** Provided material follows **

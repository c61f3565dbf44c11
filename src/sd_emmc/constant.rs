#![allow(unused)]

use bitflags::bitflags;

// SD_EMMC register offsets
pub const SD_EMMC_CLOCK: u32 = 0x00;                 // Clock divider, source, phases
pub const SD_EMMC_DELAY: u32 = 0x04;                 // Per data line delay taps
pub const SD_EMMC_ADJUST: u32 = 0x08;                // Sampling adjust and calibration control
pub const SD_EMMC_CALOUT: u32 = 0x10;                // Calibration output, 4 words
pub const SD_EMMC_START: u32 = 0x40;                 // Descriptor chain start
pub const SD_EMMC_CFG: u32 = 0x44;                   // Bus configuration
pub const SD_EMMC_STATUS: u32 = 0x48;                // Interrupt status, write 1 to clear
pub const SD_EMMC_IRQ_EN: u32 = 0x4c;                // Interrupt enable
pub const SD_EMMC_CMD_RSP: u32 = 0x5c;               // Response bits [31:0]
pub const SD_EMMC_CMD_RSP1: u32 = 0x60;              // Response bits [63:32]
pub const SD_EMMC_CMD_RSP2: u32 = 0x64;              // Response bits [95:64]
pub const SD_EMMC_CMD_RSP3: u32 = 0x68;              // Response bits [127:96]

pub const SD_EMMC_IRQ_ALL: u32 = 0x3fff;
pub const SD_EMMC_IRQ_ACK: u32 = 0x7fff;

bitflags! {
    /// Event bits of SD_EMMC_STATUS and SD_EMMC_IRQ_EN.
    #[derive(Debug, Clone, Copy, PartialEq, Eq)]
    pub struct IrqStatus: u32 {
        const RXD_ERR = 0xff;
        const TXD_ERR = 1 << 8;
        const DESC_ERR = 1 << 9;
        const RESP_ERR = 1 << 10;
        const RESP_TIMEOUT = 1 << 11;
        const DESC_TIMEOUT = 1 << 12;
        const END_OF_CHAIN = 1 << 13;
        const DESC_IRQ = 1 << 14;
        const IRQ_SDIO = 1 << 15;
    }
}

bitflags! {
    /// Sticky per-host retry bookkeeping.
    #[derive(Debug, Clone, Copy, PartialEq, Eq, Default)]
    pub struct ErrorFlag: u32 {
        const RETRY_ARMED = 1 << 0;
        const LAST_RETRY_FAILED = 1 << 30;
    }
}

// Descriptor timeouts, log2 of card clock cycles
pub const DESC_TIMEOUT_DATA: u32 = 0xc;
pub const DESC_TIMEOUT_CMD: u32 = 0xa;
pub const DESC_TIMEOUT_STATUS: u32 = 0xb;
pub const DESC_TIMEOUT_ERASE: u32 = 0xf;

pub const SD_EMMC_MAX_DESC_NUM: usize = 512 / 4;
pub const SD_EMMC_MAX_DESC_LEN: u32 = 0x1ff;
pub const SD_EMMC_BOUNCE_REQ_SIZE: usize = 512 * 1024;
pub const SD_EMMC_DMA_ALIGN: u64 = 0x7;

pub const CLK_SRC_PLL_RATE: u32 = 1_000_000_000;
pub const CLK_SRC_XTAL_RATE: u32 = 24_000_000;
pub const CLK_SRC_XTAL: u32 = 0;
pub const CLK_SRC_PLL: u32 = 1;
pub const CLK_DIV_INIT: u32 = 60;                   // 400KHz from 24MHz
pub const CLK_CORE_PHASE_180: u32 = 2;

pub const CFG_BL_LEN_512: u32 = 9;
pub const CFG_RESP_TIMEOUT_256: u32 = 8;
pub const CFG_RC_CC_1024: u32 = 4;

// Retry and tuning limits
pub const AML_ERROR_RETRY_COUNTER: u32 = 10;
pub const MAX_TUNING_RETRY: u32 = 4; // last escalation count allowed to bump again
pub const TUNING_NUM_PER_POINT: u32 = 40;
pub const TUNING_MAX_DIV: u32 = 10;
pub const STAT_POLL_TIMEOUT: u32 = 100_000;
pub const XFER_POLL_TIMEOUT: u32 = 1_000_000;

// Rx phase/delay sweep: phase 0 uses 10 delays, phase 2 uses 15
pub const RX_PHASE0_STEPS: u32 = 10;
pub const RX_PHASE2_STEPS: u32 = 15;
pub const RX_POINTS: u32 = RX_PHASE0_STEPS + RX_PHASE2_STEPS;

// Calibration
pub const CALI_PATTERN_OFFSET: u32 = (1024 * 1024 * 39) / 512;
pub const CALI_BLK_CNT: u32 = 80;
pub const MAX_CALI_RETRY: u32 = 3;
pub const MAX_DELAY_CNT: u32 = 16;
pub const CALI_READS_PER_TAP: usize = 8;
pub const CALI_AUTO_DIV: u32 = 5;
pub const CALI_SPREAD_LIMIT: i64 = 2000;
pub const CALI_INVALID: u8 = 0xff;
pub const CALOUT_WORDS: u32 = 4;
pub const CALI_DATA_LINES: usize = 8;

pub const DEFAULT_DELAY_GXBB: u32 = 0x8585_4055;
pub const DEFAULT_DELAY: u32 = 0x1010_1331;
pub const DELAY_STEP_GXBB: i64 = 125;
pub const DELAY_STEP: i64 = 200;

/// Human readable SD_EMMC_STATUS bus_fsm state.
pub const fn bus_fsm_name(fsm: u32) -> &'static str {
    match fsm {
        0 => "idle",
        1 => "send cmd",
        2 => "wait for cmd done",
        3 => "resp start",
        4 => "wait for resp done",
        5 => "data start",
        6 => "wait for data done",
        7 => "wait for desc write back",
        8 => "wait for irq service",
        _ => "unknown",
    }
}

** End of Provided material **
** Provided material follows **

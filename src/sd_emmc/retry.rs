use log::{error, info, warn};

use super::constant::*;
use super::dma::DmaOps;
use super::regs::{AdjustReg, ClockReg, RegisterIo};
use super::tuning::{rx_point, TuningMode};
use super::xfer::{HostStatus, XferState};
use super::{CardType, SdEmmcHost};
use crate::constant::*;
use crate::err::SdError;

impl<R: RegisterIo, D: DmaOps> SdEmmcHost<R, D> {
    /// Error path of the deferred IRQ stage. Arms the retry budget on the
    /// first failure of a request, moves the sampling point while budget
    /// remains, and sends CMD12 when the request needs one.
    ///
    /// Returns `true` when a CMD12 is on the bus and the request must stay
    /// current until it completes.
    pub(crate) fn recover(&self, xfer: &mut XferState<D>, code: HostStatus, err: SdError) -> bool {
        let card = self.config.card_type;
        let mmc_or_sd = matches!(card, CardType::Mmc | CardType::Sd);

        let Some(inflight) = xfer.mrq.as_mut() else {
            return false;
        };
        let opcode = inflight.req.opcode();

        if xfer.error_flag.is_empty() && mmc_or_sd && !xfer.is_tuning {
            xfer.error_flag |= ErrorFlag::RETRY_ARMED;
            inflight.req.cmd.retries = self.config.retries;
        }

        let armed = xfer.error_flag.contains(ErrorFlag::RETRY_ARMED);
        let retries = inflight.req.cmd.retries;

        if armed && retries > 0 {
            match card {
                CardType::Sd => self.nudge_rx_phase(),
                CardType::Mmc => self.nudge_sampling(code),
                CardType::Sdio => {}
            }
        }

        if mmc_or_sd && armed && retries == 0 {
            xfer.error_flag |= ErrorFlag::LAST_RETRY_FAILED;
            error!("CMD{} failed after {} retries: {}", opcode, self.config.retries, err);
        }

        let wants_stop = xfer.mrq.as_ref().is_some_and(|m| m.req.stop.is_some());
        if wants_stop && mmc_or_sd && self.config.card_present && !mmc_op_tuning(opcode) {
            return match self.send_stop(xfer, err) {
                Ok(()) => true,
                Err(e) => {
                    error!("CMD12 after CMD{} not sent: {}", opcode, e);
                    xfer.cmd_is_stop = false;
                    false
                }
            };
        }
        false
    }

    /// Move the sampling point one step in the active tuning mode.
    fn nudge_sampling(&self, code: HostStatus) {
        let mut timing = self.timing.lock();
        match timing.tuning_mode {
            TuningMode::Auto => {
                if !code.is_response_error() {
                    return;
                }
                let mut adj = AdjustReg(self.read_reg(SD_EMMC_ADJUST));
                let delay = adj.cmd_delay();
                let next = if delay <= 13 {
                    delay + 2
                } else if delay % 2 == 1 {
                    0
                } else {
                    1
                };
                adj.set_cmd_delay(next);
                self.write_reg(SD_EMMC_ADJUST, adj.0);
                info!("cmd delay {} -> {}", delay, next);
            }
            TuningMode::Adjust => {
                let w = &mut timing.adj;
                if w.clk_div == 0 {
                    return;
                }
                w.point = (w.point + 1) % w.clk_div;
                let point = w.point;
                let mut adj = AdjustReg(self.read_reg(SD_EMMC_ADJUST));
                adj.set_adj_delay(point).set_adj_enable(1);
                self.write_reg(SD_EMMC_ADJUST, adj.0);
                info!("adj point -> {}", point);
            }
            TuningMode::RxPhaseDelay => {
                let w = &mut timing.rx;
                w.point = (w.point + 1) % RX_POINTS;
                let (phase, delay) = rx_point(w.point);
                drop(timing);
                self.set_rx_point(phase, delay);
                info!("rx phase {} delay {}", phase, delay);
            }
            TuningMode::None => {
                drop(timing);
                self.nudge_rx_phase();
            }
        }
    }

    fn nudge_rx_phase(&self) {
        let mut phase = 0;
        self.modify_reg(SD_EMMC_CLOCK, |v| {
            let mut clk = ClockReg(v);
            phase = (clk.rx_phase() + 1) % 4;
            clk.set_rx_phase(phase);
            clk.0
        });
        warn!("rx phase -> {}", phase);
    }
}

** End of Provided material **

■ **Action item**
Using the data above, reproduce exactly the lines between those holding "repository c61f3565dbf44c11" and "SD_EMMC_STATUS and SD_EMMC_IRQ_EN.", inclusive, and no others.

■ **Result**
repository c61f3565dbf44c11
filename src/sd_emmc/constant.rs
#![allow(unused)]

use bitflags::bitflags;

// SD_EMMC register offsets
pub const SD_EMMC_CLOCK: u32 = 0x00;                 // Clock divider, source, phases
pub const SD_EMMC_DELAY: u32 = 0x04;                 // Per data line delay taps
pub const SD_EMMC_ADJUST: u32 = 0x08;                // Sampling adjust and calibration control
pub const SD_EMMC_CALOUT: u32 = 0x10;                // Calibration output, 4 words
pub const SD_EMMC_START: u32 = 0x40;                 // Descriptor chain start
pub const SD_EMMC_CFG: u32 = 0x44;                   // Bus configuration
pub const SD_EMMC_STATUS: u32 = 0x48;                // Interrupt status, write 1 to clear
pub const SD_EMMC_IRQ_EN: u32 = 0x4c;                // Interrupt enable
pub const SD_EMMC_CMD_RSP: u32 = 0x5c;               // Response bits [31:0]
pub const SD_EMMC_CMD_RSP1: u32 = 0x60;              // Response bits [63:32]
pub const SD_EMMC_CMD_RSP2: u32 = 0x64;              // Response bits [95:64]
pub const SD_EMMC_CMD_RSP3: u32 = 0x68;              // Response bits [127:96]

pub const SD_EMMC_IRQ_ALL: u32 = 0x3fff;
pub const SD_EMMC_IRQ_ACK: u32 = 0x7fff;

bitflags! {
    /// Event bits of SD_EMMC_STATUS and SD_EMMC_IRQ_EN.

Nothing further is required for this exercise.